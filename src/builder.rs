//! Turns selected packets into signed transactions, and derives or checks
//! payment proofs for transactions the wallet sent.

use std::collections::HashSet;

use curve25519_dalek::scalar::Scalar;
use rand::Rng;
use serde::{Deserialize, Serialize};
use tracing::debug;

use crate::address::{self, AccountAddress, ExternalAddress};
use crate::crypto::{self, Key, SecretKey};
use crate::envelope;
use crate::error::{Result, WalletError};
use crate::keys::{self, AccountKeys};
use crate::node::NodeClient;
use crate::rct::{self, CtKey, RctInput, RctOutput};
use crate::scanner::OwnedOutput;
use crate::selection::{Destination, MAX_TX_SIZE};
use crate::transaction::{self, AccountSigner, Input, Output, TokenId, Transaction, MAX_UTXO_OUT};

/// A real output with the ring it hides in. Offsets are absolute and sorted.
#[derive(Debug, Clone)]
pub struct Source {
    pub output: OwnedOutput,
    pub offsets: Vec<u64>,
    pub ring: Vec<CtKey>,
    pub real_index: usize,
}

/// Construction memo kept for each sent transaction.
#[derive(Debug, Clone, Default, PartialEq, Eq, Serialize, Deserialize)]
pub struct AddInfo {
    pub subaddrs: Vec<u32>,
    pub out_amount: u128,
    pub change_idx: u32,
}

/// A signed transaction and the secrets the wallet keeps for it.
pub struct BuiltTx {
    pub tx: Transaction,
    pub hash: Key,
    pub tx_key: SecretKey,
    pub add_info: AddInfo,
}

/// Who a payment proof is about.
#[derive(Debug, Clone, Copy, PartialEq, Eq)]
pub enum Recipient {
    Stealth(AccountAddress),
    Account(ExternalAddress),
}

impl Recipient {
    /// `0x…` selects an account recipient; anything else must be a base58 address.
    pub fn parse(s: &str) -> Result<Self> {
        let s = s.trim();
        if s.starts_with("0x") {
            return address::parse_external(s).map(Recipient::Account);
        }
        address::decode_address(s).map(|p| Recipient::Stealth(p.address))
    }
}

/// Draws `ring_size − 1` decoys for `real` from `[0, max_global]`, never
/// reusing an index in `used`. Returns the sorted ring and the real position.
pub fn draw_ring<R: Rng>(
    rng: &mut R,
    real: u64,
    ring_size: usize,
    max_global: u64,
    used: &mut HashSet<u64>,
) -> Result<(Vec<u64>, usize)> {
    used.insert(real);
    let available = max_global.saturating_add(1).saturating_sub(used.len() as u64);
    if available < (ring_size as u64).saturating_sub(1) {
        return Err(WalletError::NewUinFail("not enough outputs on chain for the ring".into()));
    }
    let mut ring = vec![real];
    while ring.len() < ring_size {
        let g = rng.gen_range(0..=max_global);
        if used.insert(g) {
            ring.push(g);
        }
    }
    ring.sort_unstable();
    let real_index = ring.binary_search(&real).map_err(|_| WalletError::Inner("real output left the ring".into()))?;
    Ok((ring, real_index))
}

/// Draws rings for `outputs` and fetches their members, `page` rings per
/// node call. The node's view of each real output must match ours.
pub async fn fetch_sources<N: NodeClient + ?Sized>(
    node: &N,
    token: TokenId,
    outputs: Vec<OwnedOutput>,
    ring_size: usize,
    max_global: u64,
    page: usize,
) -> Result<Vec<Source>> {
    let mut used: HashSet<u64> = outputs.iter().map(|o| o.global_index).collect();
    let mut drawn = Vec::with_capacity(outputs.len());
    {
        let mut rng = rand::thread_rng();
        for o in &outputs {
            drawn.push(draw_ring(&mut rng, o.global_index, ring_size, max_global, &mut used)?);
        }
    }

    let mut sources = Vec::with_capacity(outputs.len());
    let mut pending = outputs.into_iter().zip(drawn);
    loop {
        let chunk: Vec<_> = pending.by_ref().take(page.max(1)).collect();
        if chunk.is_empty() {
            break;
        }
        let indices: Vec<u64> = chunk.iter().flat_map(|(_, (ring, _))| ring.iter().copied()).collect();
        let members = node.get_outputs(token, indices).await?;
        let mut members = members.into_iter();
        for (output, (offsets, real_index)) in chunk {
            let ring: Vec<CtKey> = members.by_ref().take(offsets.len()).collect();
            let real = ring.get(real_index).ok_or(WalletError::OutputQueryMismatch)?;
            if real.dest != output.otaddr || real.mask != crypto::gen_c(&output.mask, output.amount) {
                return Err(WalletError::OutputQueryMismatch);
            }
            sources.push(Source { output, offsets, ring, real_index });
        }
    }
    debug!(inputs = sources.len(), ring_size, "rings assembled");
    Ok(sources)
}

/// `sha256(H_s(r ‖ varint(i)) ‖ to)`: the tag an account recipient proves against.
pub fn pay_tag(proof_key: &Key, to: &ExternalAddress) -> Key {
    crypto::sha256(&[&proof_key[..], &to[..]].concat())
}

fn account_proof_key(tx_key: &SecretKey, index: usize) -> Key {
    crypto::hash_to_scalar_parts(&[tx_key.as_bytes(), &crypto::varint(index as u64)]).to_bytes()
}

/// Outputs, their envelope inputs and the additional keys of a destination list.
struct OutputPlan {
    outputs: Vec<Output>,
    rct_outputs: Vec<RctOutput>,
    add_keys: Vec<Key>,
}

/// `tags_for_accounts` emits one additional key per destination (UTXO-input
/// txs); otherwise only stealth destinations get one.
fn plan_outputs(dests: &[Destination], tx_key: &SecretKey, tags_for_accounts: bool) -> Result<OutputPlan> {
    if dests.iter().filter(|d| !d.is_utxo()).count() > 1 {
        return Err(WalletError::TxTypeUnsupported);
    }
    if dests.iter().filter(|d| d.is_utxo()).count() > MAX_UTXO_OUT {
        return Err(WalletError::DestsOverLimit);
    }
    let mut plan = OutputPlan { outputs: Vec::new(), rct_outputs: Vec::new(), add_keys: Vec::new() };
    let mut j = 0u64;
    for (i, dest) in dests.iter().enumerate() {
        match dest {
            Destination::Utxo { address, amount, remark, .. } => {
                let derivation = keys::generate_key_derivation(&address.view_public, tx_key)?;
                let shared = keys::derivation_to_scalar(&derivation, j).to_bytes();
                let otaddr = keys::derive_public_key(&derivation, j, &address.spend_public)?;
                plan.add_keys.push(crypto::scalarmult_key(&address.spend_public, tx_key.as_bytes())?);
                plan.outputs.push(Output::Utxo { otaddr, remark: envelope::xor_remark(remark, &shared) });
                plan.rct_outputs.push(RctOutput { dest: otaddr, amount: envelope::to_commit_units(*amount)?, shared });
                j += 1;
            }
            Destination::Account { to, amount, data } => {
                let commit = transaction::account_output_commit(*amount)?;
                if tags_for_accounts {
                    plan.add_keys.push(pay_tag(&account_proof_key(tx_key, i), to));
                }
                plan.outputs.push(Output::Account { to: *to, amount: *amount, data: data.clone(), commit });
            }
        }
    }
    Ok(plan)
}

/// Spend secret of an owned output, re-derived from its tx public key.
fn output_secret(keys: &AccountKeys, o: &OwnedOutput) -> Result<SecretKey> {
    let derivation = keys::generate_key_derivation(&o.tx_pub_key, keys.view_secret())?;
    let base = keys.subaddress_spend_secret(o.sub_index);
    Ok(keys::derive_secret_key(&derivation, o.out_index, &base))
}

fn finish(tx: Transaction, tx_key: SecretKey, add_info: AddInfo) -> Result<BuiltTx> {
    let raw = tx.to_bytes()?;
    if raw.len() > MAX_TX_SIZE {
        return Err(WalletError::TxTooBig);
    }
    let hash = crypto::keccak256(&raw);
    debug!(tx = %hex::encode(hash), size = raw.len(), "transaction built");
    Ok(BuiltTx { tx, hash, tx_key, add_info })
}

/// Builds and signs a transaction spending `sources` to `dests`. The fee is
/// whatever the inputs carry beyond the destinations; `change_idx` is the
/// subaddress the change output pays back to.
pub fn build_utxo_tx(
    keys: &AccountKeys,
    token: TokenId,
    sources: &[Source],
    dests: &[Destination],
    extra: Vec<u8>,
    short_ecdh: bool,
    change_idx: u32,
) -> Result<BuiltTx> {
    if sources.is_empty() {
        return Err(WalletError::NewUinFail("no inputs".into()));
    }
    let in_total: u128 = sources.iter().map(|s| s.output.atomic_amount()).sum();
    let out_total: u128 = dests.iter().map(Destination::amount).sum();
    let fee = in_total.checked_sub(out_total).ok_or(WalletError::BalanceNotEnough)?;

    let tx_key = SecretKey::random();
    let plan = plan_outputs(dests, &tx_key, true)?;

    let inputs = sources
        .iter()
        .map(|s| {
            Ok(Input::Utxo {
                key_offsets: transaction::absolute_to_relative(&s.offsets)?,
                key_image: s.output.key_image,
            })
        })
        .collect::<Result<Vec<_>>>()?;
    let mut tx = Transaction {
        inputs,
        outputs: plan.outputs,
        token_id: token,
        r_key: tx_key.public_key(),
        add_keys: plan.add_keys,
        fee,
        extra,
        ..Default::default()
    };
    let message = tx.prefix_hash()?;
    let build = rct::gen_rct_outputs(&message, &plan.rct_outputs, envelope::to_commit_units(fee)?, short_ecdh)?;
    let mut rv = build.sig;
    let sum_masks: Scalar = build.out_masks.iter().sum();

    let inputs = sources
        .iter()
        .map(|s| {
            Ok(RctInput {
                ring: s.ring.clone(),
                real_index: s.real_index,
                secret: output_secret(keys, &s.output)?,
                mask: crypto::sc_reduce(&s.output.mask),
                amount: s.output.amount,
            })
        })
        .collect::<Result<Vec<_>>>()?;
    let images = rct::sign_inputs(&mut rv, &inputs, &sum_masks)?;
    for (img, s) in images.iter().zip(sources) {
        if img.0 != s.output.key_image {
            return Err(WalletError::UinTransSignFail("key image does not match the owned output".into()));
        }
    }
    tx.rct_sig = rv;

    let mut subaddrs: Vec<u32> = sources.iter().map(|s| s.output.sub_index).collect();
    subaddrs.sort_unstable();
    subaddrs.dedup();
    let add_info = AddInfo {
        subaddrs,
        out_amount: dests.iter().filter(|d| !d.is_change()).map(Destination::amount).sum(),
        change_idx,
    };
    finish(tx, tx_key, add_info)
}

/// Builds an account-input transaction. The account pays the destinations
/// plus the account fee of their sum; the signer authorises the prefix.
pub fn build_account_tx(
    signer: &dyn AccountSigner,
    nonce: u64,
    token: TokenId,
    dests: &[Destination],
    extra: Vec<u8>,
    short_ecdh: bool,
) -> Result<BuiltTx> {
    if !dests.iter().any(Destination::is_utxo) {
        return Err(WalletError::TxTypeUnsupported);
    }
    let out_total: u128 = dests.iter().map(Destination::amount).sum();
    let fee = crate::selection::account_fee(out_total);
    let amount = out_total.checked_add(fee).ok_or(WalletError::DestOverflow)?;

    let tx_key = SecretKey::random();
    let plan = plan_outputs(dests, &tx_key, false)?;
    let cf: Scalar = plan.rct_outputs.iter().map(|o| envelope::gen_commitment_mask(&o.shared)).sum();
    let commit = transaction::account_input_commit(&cf, amount).map_err(|_| WalletError::NewAinFail)?;

    let mut tx = Transaction {
        inputs: vec![Input::Account { nonce, amount, cf: cf.to_bytes(), commit }],
        outputs: plan.outputs,
        token_id: token,
        r_key: tx_key.public_key(),
        add_keys: plan.add_keys,
        fee,
        extra,
        ..Default::default()
    };
    let message = tx.prefix_hash()?;
    let build = rct::gen_rct_outputs(&message, &plan.rct_outputs, envelope::to_commit_units(fee)?, short_ecdh)?;
    tx.rct_sig = build.sig;
    tx.signature = signer.sign(&message)?;

    let add_info = AddInfo { subaddrs: Vec::new(), out_amount: out_total, change_idx: 0 };
    finish(tx, tx_key, add_info)
}

/// Proof that `tx` (built with `tx_key`) pays `recipient`.
pub fn get_proof_key(tx: &Transaction, tx_key: &SecretKey, recipient: &Recipient) -> Result<Key> {
    if tx.has_account_input() {
        return Err(WalletError::ProofNotNeeded);
    }
    match recipient {
        Recipient::Stealth(addr) => {
            let derivation = keys::generate_key_derivation(&addr.view_public, tx_key)?;
            for (j, otaddr, _) in tx.utxo_outputs() {
                if keys::derive_public_key(&derivation, j as u64, &addr.spend_public)? == *otaddr {
                    return Ok(derivation);
                }
            }
            Err(WalletError::NoTransInTx)
        }
        Recipient::Account(to) => tx
            .outputs
            .iter()
            .position(|o| matches!(o, Output::Account { to: t, .. } if t == to))
            .map(|i| account_proof_key(tx_key, i))
            .ok_or(WalletError::NoTransInTx),
    }
}

/// Checks a proof key and returns the atomic amount `tx` pays `recipient`.
pub fn check_proof_key(tx: &Transaction, recipient: &Recipient, key: &Key, short_ecdh: bool) -> Result<u128> {
    match recipient {
        Recipient::Stealth(addr) => {
            let mut total = 0u128;
            let mut found = false;
            for (j, otaddr, _) in tx.utxo_outputs() {
                if keys::derive_public_key(key, j as u64, &addr.spend_public)? != *otaddr {
                    continue;
                }
                let shared = keys::derivation_to_scalar(key, j as u64).to_bytes();
                let (ecdh, out_pk) = tx
                    .rct_sig
                    .base
                    .ecdh_info
                    .get(j)
                    .zip(tx.rct_sig.base.out_pk.get(j))
                    .ok_or_else(|| WalletError::TransInvalid("missing output envelope".into()))?;
                let (_, units) = envelope::decode_output(ecdh, out_pk, &shared, short_ecdh)?;
                total += envelope::from_commit_units(units);
                found = true;
            }
            if !found {
                return Err(WalletError::NoTransInTx);
            }
            Ok(total)
        }
        Recipient::Account(to) => {
            if !tx.add_keys.contains(&pay_tag(key, to)) {
                return Err(WalletError::NoTransInTx);
            }
            tx.outputs
                .iter()
                .find_map(|o| match o {
                    Output::Account { to: t, amount, .. } if t == to => Some(*amount),
                    _ => None,
                })
                .ok_or(WalletError::NoTransInTx)
        }
    }
}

----

State the number of lines in these entries where the word "signed" occurs, without any other words.

EXERCISE SOLUTION: 2